What the task requires:
A single figure is wanted: the count of lines below containing the string "object".
Supplied entries below:
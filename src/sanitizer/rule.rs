//! A rule pairs a [`Selector`] with the actions applied to its matches.

use super::action::Action;
use super::selector::Selector;

/// A named unit of policy.
///
/// All actions of a rule run against the same matched set, computed once
/// immediately before the rule runs.
#[derive(Clone, Debug, PartialEq, Eq)]
pub struct Rule {
    name: String,
    selector: Selector,
    actions: Vec<Action>,
}

impl Rule {
    pub fn new(name: impl Into<String>, selector: Selector, actions: Vec<Action>) -> Self {
        Self {
            name: name.into(),
            selector,
            actions,
        }
    }

    /// Identifier used in the diagnostics [`Report`](super::Report).
    pub fn name(&self) -> &str {
        &self.name
    }

    pub fn selector(&self) -> &Selector {
        &self.selector
    }

    pub fn actions(&self) -> &[Action] {
        &self.actions
    }

    /// Append an action after the existing ones.
    pub fn push(&mut self, action: Action) {
        self.actions.push(action);
    }
}
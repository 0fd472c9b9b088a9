//! Builder for configuring the sanitization policy.

use crate::engine::{Cleaner, rules};
use crate::sanitizer::{Action, NameMatching, Pipeline, Rule, Selector, SrcPolicy};

/// Builder for configuring a [`Cleaner`].
///
/// Starts from the default policy:
///
/// 1. remove `<script>` subtrees;
/// 2. on every element, blank unsafe `src`/`dynsrc`/`lowsrc` values, strip
///    `on*` event handlers and strip `seekSegmentTime`;
/// 3. strip `src` from `<iframe>` and `<frame>`;
/// 4. strip `http-equiv` from `<meta>`;
/// 5. strip `background` from `<body>`.
///
/// # Example
///
/// ```
/// use noscript_html::{Action, CleanerBuilder, NameMatching, Rule, Selector};
///
/// let cleaner = CleanerBuilder::new()
///     .name_matching(NameMatching::AsciiCaseInsensitive)
///     .strip_attribute("formaction")
///     .add_rule(Rule::new("drop-object", Selector::tag("object"), vec![Action::RemoveSubtree]))
///     .build();
/// assert_eq!(cleaner.pipeline().rules().len(), 6);
/// ```
#[derive(Clone, Debug)]
pub struct CleanerBuilder {
    matching: NameMatching,
    src_policy: SrcPolicy,
    extra_stripped: Vec<String>,
    extra_rules: Vec<Rule>,
}

impl CleanerBuilder {
    /// Create a builder with the default policy parameters.
    ///
    /// Defaults: exact attribute-name matching, `src`/`dynsrc`/`lowsrc`
    /// checked against `https://`, `http://` and `/`.
    pub fn new() -> Self {
        Self {
            matching: NameMatching::Exact,
            src_policy: SrcPolicy::default(),
            extra_stripped: Vec::new(),
            extra_rules: Vec::new(),
        }
    }

    /// How attribute names in the policy are compared with parsed names.
    pub fn name_matching(mut self, matching: NameMatching) -> Self {
        self.matching = matching;
        self
    }

    /// Replace the list of URL prefixes a `src`-like value may start with.
    pub fn safe_src_prefixes<I, S>(mut self, prefixes: I) -> Self
    where
        I: IntoIterator<Item = S>,
        S: Into<String>,
    {
        self.src_policy = SrcPolicy::new(self.src_policy.attributes().to_vec(), prefixes);
        self
    }

    /// Replace the list of attributes checked by the URL policy.
    pub fn src_attributes<I, S>(mut self, attributes: I) -> Self
    where
        I: IntoIterator<Item = S>,
        S: Into<String>,
    {
        self.src_policy = SrcPolicy::new(attributes, self.src_policy.safe_prefixes().to_vec());
        self
    }

    /// Strip an additional attribute from every element, after the default
    /// ones.
    pub fn strip_attribute(mut self, name: impl Into<String>) -> Self {
        self.extra_stripped.push(name.into());
        self
    }

    /// Append a rule that runs after the default policy.
    pub fn add_rule(mut self, rule: Rule) -> Self {
        self.extra_rules.push(rule);
        self
    }

    /// Assemble the pipeline and return the [`Cleaner`].
    pub fn build(self) -> Cleaner {
        let mut pipeline = Pipeline::new().with_matching(self.matching);

        pipeline.add(Rule::new(
            rules::REMOVE_SCRIPTS,
            Selector::tag("script"),
            vec![Action::RemoveSubtree],
        ));

        let mut neutralize = vec![
            Action::BlankUnsafeSrc(self.src_policy),
            Action::strip_prefix("on"),
        ];
        neutralize.extend(Action::strip_attributes(
            std::iter::once("seekSegmentTime".to_string()).chain(self.extra_stripped),
        ));
        pipeline.add(Rule::new(rules::NEUTRALIZE_ALL, Selector::Universal, neutralize));

        pipeline.add(Rule::new(
            rules::FRAME_SRC,
            Selector::tags(["iframe", "frame"]),
            vec![Action::strip_attribute("src")],
        ));
        pipeline.add(Rule::new(
            rules::META_HTTP_EQUIV,
            Selector::tag("meta"),
            vec![Action::strip_attribute("http-equiv")],
        ));
        pipeline.add(Rule::new(
            rules::BODY_BACKGROUND,
            Selector::tag("body"),
            vec![Action::strip_attribute("background")],
        ));

        for rule in self.extra_rules {
            pipeline.add(rule);
        }

        Cleaner::from_pipeline(pipeline)
    }
}

impl Default for CleanerBuilder {
    fn default() -> Self {
        Self::new()
    }
}

#[cfg(test)]
mod tests {
    use super::*;

    #[test]
    fn default_builder_has_five_rules() {
        let cleaner = CleanerBuilder::new().build();
        assert_eq!(cleaner.pipeline().rules().len(), 5);
        assert_eq!(cleaner.pipeline().matching(), NameMatching::Exact);
    }

    #[test]
    fn extra_stripped_attributes_follow_the_defaults() {
        let cleaner = CleanerBuilder::new().strip_attribute("formaction").build();
        let actions = cleaner.pipeline().rules()[1].actions();
        assert_eq!(actions.len(), 4);
        assert_eq!(actions[3], Action::strip_attribute("formaction"));

        let out = cleaner.sanitize(r#"<button formaction="javascript:x()">go</button>"#);
        assert!(!out.contains("formaction"));
    }

    #[test]
    fn safe_prefixes_can_be_narrowed() {
        let cleaner = CleanerBuilder::new().safe_src_prefixes(["https://"]).build();
        let out = cleaner.sanitize(r#"<img src="http://plain.example/a.png">"#);
        assert!(out.contains(r#"<img src="">"#));
    }

    #[test]
    fn src_attributes_can_be_extended() {
        let cleaner = CleanerBuilder::new()
            .src_attributes(["src", "dynsrc", "lowsrc", "poster"])
            .build();
        let out = cleaner.sanitize(r#"<video poster="javascript:x()"></video>"#);
        assert!(out.contains(r#"<video poster="">"#));
    }

    #[test]
    fn extra_rules_run_last() {
        let cleaner = CleanerBuilder::new()
            .add_rule(Rule::new(
                "drop-object",
                Selector::tag("object"),
                vec![Action::RemoveSubtree],
            ))
            .build();
        let rules = cleaner.pipeline().rules();
        assert_eq!(rules.last().map(Rule::name), Some("drop-object"));
        let out = cleaner.sanitize(r#"<object data="x.swf"></object><p>kept</p>"#);
        assert!(!out.contains("<object"));
        assert!(out.contains("<p>kept</p>"));
    }
}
End of Supplied entries.
Result of the task:
6